Sabine Deprez1, Judith Verhoeven1, Mathieu Vandenbulcke2, Frederik Amant3, Refika Yigit3, Joris Vandenberghe2, Marie-Rose Christiaens3, Caroline Sage1, Ronald Peeters1, Alexander Leemans4, Wim Van Hecke5, Stefan Sunaert1
1Department of Radiology, University Hospitals of the Catholic University of Leuven, Leuven, Belgium; 2Department of Psychiatry, University Hospitals of the Catholic University of Leuven, Leuven, Belgium; 3Multidisciplinary Breast Centre, University Hospitals of the Catholic University of Leuven, Leuven, Belgium; 4CUBRIC (School of Psychology), Cardiff University,, Cardiff, UK; 5Visionlab (Department of Physics), University of Antwerp, Antwerp, Belgium
Cognitive impairment is a potential adverse effect of systemic cancer treatment. In this study, DTI and neuropsychological testing were used to study treatment-induced structural changes in cerebral WM and correlation of DTI metrics with cognitive functioning in seventeen post-chemotherapy breast cancer patients and nineteen controls.
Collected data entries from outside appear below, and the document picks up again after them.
//! Content items as they live in a user's collection.
//!
//! Items are created by the store and never edited afterwards. The link is
//! the single source of truth: kind and embed form are derived from it.

use serde::{Deserialize, Deserializer, Serialize, Serializer};

use crate::core::classifier::classify;
use crate::core::error::ValidationError;

/// Identifier assigned by the remote store
#[derive(Debug, Clone, PartialEq, Eq, Hash, Serialize, Deserialize)]
#[serde(transparent)]
pub struct ContentId(String);

impl ContentId {
    pub fn new(id: impl Into<String>) -> Self {
        Self(id.into())
    }

    /// Get the raw string value
    pub fn as_str(&self) -> &str {
        &self.0
    }
}

impl std::fmt::Display for ContentId {
    fn fmt(&self, f: &mut std::fmt::Formatter<'_>) -> std::fmt::Result {
        write!(f, "{}", self.0)
    }
}

impl From<&str> for ContentId {
    fn from(id: &str) -> Self {
        Self::new(id)
    }
}

impl From<String> for ContentId {
    fn from(id: String) -> Self {
        Self(id)
    }
}

/// Source platform of a saved link
#[derive(Debug, Clone, Copy, PartialEq, Eq, Hash, Serialize)]
#[serde(rename_all = "lowercase")]
pub enum ContentKind {
    /// Twitter / X post
    Twitter,

    /// YouTube video
    YouTube,

    /// LinkedIn post
    LinkedIn,

    /// Anything else
    Other,
}

impl ContentKind {
    pub const ALL: [ContentKind; 4] = [
        ContentKind::Twitter,
        ContentKind::YouTube,
        ContentKind::LinkedIn,
        ContentKind::Other,
    ];

    /// Wire name, as sent in the `type` field
    pub fn as_str(self) -> &'static str {
        match self {
            ContentKind::Twitter => "twitter",
            ContentKind::YouTube => "youtube",
            ContentKind::LinkedIn => "linkedin",
            ContentKind::Other => "other",
        }
    }
}

impl std::fmt::Display for ContentKind {
    fn fmt(&self, f: &mut std::fmt::Formatter<'_>) -> std::fmt::Result {
        f.write_str(self.as_str())
    }
}

impl std::str::FromStr for ContentKind {
    type Err = anyhow::Error;

    fn from_str(s: &str) -> anyhow::Result<Self> {
        match s.trim().to_lowercase().as_str() {
            "twitter" | "x" | "tweet" => Ok(ContentKind::Twitter),
            "youtube" | "yt" => Ok(ContentKind::YouTube),
            "linkedin" | "li" => Ok(ContentKind::LinkedIn),
            "other" | "link" | "web" => Ok(ContentKind::Other),
            _ => anyhow::bail!("Unknown content kind: {}", s),
        }
    }
}

// Unknown wire values fall back to `Other` instead of failing the whole list.
impl<'de> Deserialize<'de> for ContentKind {
    fn deserialize<D: Deserializer<'de>>(deserializer: D) -> Result<Self, D::Error> {
        let raw = String::deserialize(deserializer)?;
        Ok(raw.parse().unwrap_or(ContentKind::Other))
    }
}

/// Tag labels of one item.
///
/// Labels are trimmed and compared case-insensitively. Insertion order is
/// kept for display.
#[derive(Debug, Clone, Default, PartialEq, Eq)]
pub struct TagSet(Vec<String>);

impl TagSet {
    pub fn new() -> Self {
        Self::default()
    }

    /// Build a tag set, rejecting duplicates.
    ///
    /// Blank labels are skipped.
    pub fn try_from_labels<I, S>(labels: I) -> Result<Self, ValidationError>
    where
        I: IntoIterator<Item = S>,
        S: AsRef<str>,
    {
        let mut set = Self::new();
        for label in labels {
            let label = label.as_ref().trim();
            if label.is_empty() {
                continue;
            }
            if !set.insert(label) {
                return Err(ValidationError::DuplicateTag(label.to_string()));
            }
        }
        Ok(set)
    }

    /// Insert a label. Returns false if an equal label is already present.
    pub fn insert(&mut self, label: &str) -> bool {
        let label = label.trim();
        if label.is_empty() || self.contains(label) {
            return false;
        }
        self.0.push(label.to_string());
        true
    }

    /// Case-insensitive membership test
    pub fn contains(&self, label: &str) -> bool {
        let needle = label.trim().to_lowercase();
        self.0.iter().any(|t| t.to_lowercase() == needle)
    }

    pub fn iter(&self) -> impl Iterator<Item = &str> {
        self.0.iter().map(String::as_str)
    }

    pub fn len(&self) -> usize {
        self.0.len()
    }

    pub fn is_empty(&self) -> bool {
        self.0.is_empty()
    }

    pub fn join(&self, sep: &str) -> String {
        self.0.join(sep)
    }
}

// Lenient: duplicates coming back from the store are dropped.
impl<S: AsRef<str>> FromIterator<S> for TagSet {
    fn from_iter<I: IntoIterator<Item = S>>(iter: I) -> Self {
        let mut set = Self::new();
        for label in iter {
            set.insert(label.as_ref());
        }
        set
    }
}

impl Serialize for TagSet {
    fn serialize<S: Serializer>(&self, serializer: S) -> Result<S::Ok, S::Error> {
        self.0.serialize(serializer)
    }
}

/// A tag as the store may send it: a bare label or a tag document.
#[derive(Deserialize)]
#[serde(untagged)]
enum WireTag {
    Label(String),
    Document {
        #[serde(default)]
        title: Option<String>,
        #[serde(default)]
        name: Option<String>,
    },
}

impl WireTag {
    fn into_label(self) -> Option<String> {
        match self {
            WireTag::Label(label) => Some(label),
            WireTag::Document { title, name } => title.or(name),
        }
    }
}

impl<'de> Deserialize<'de> for TagSet {
    fn deserialize<D: Deserializer<'de>>(deserializer: D) -> Result<Self, D::Error> {
        let tags = Option::<Vec<WireTag>>::deserialize(deserializer)?.unwrap_or_default();
        Ok(tags.into_iter().filter_map(WireTag::into_label).collect())
    }
}

/// One saved link
#[derive(Debug, Clone, PartialEq, Serialize, Deserialize)]
#[serde(from = "WireItem")]
pub struct ContentItem {
    /// Store-assigned identifier
    #[serde(rename = "_id")]
    pub id: ContentId,

    /// Display title
    pub title: String,

    /// Absolute URL of the saved content
    pub link: String,

    /// Source platform
    #[serde(rename = "type")]
    pub kind: ContentKind,

    /// Tag labels
    pub tags: TagSet,
}

impl ContentItem {
    /// Create an item, deriving the kind from the link when not declared
    pub fn new(
        id: impl Into<ContentId>,
        title: impl Into<String>,
        link: impl Into<String>,
        kind: Option<ContentKind>,
    ) -> Self {
        let link = link.into();
        let kind = classify(&link, kind);
        Self {
            id: id.into(),
            title: title.into(),
            link,
            kind,
            tags: TagSet::new(),
        }
    }

    /// Add tags (duplicates are dropped)
    pub fn with_tags(mut self, tags: impl IntoIterator<Item = impl AsRef<str>>) -> Self {
        for tag in tags {
            self.tags.insert(tag.as_ref());
        }
        self
    }
}

/// Item shape on the wire. `type` and `tags` are optional there.
#[derive(Deserialize)]
struct WireItem {
    #[serde(rename = "_id", alias = "id")]
    id: ContentId,
    #[serde(default)]
    title: String,
    #[serde(default)]
    link: String,
    #[serde(default, rename = "type", alias = "kind")]
    kind: Option<ContentKind>,
    #[serde(default)]
    tags: TagSet,
}

impl From<WireItem> for ContentItem {
    fn from(wire: WireItem) -> Self {
        let kind = classify(&wire.link, wire.kind);
        Self {
            id: wire.id,
            title: wire.title,
            link: wire.link,
            kind,
            tags: wire.tags,
        }
    }
}

/// User input for a new item, before validation
#[derive(Debug, Clone, Default)]
pub struct NewContent {
    pub title: String,
    pub link: String,
    pub kind: Option<ContentKind>,
    pub tags: Vec<String>,
}

impl NewContent {
    pub fn new(title: impl Into<String>, link: impl Into<String>) -> Self {
        Self {
            title: title.into(),
            link: link.into(),
            ..Default::default()
        }
    }

    pub fn with_kind(mut self, kind: ContentKind) -> Self {
        self.kind = Some(kind);
        self
    }

    pub fn with_tags(mut self, tags: impl IntoIterator<Item = impl Into<String>>) -> Self {
        self.tags.extend(tags.into_iter().map(Into::into));
        self
    }

    /// Check the input locally and produce the create request
    pub fn validate(&self) -> Result<CreateContent, ValidationError> {
        let title = self.title.trim();
        if title.is_empty() {
            return Err(ValidationError::EmptyTitle);
        }

        let link = self.link.trim();
        // Url::parse only accepts absolute URLs
        if let Err(e) = url::Url::parse(link) {
            return Err(ValidationError::InvalidLink {
                link: link.to_string(),
                reason: e.to_string(),
            });
        }

        let tags = TagSet::try_from_labels(&self.tags)?;

        Ok(CreateContent {
            title: title.to_string(),
            link: link.to_string(),
            kind: classify(link, self.kind),
            tags,
        })
    }
}

/// Validated create request body
#[derive(Debug, Clone, PartialEq, Serialize)]
pub struct CreateContent {
    pub title: String,
    pub link: String,
    #[serde(rename = "type")]
    pub kind: ContentKind,
    pub tags: TagSet,
}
Voxel-based two-sample T-tests revealed decreased FA in frontal, temporal and cerebellar WM and increased MD in frontal and parietal WM in patients compared to controls. FA correlated with attention tests and WAIS-Digit Symbol in the superior longitudinal fasciculus and the sagittal stratum, respectively. These results suggest a link between WM integrity and treatment-induced impaired cognition.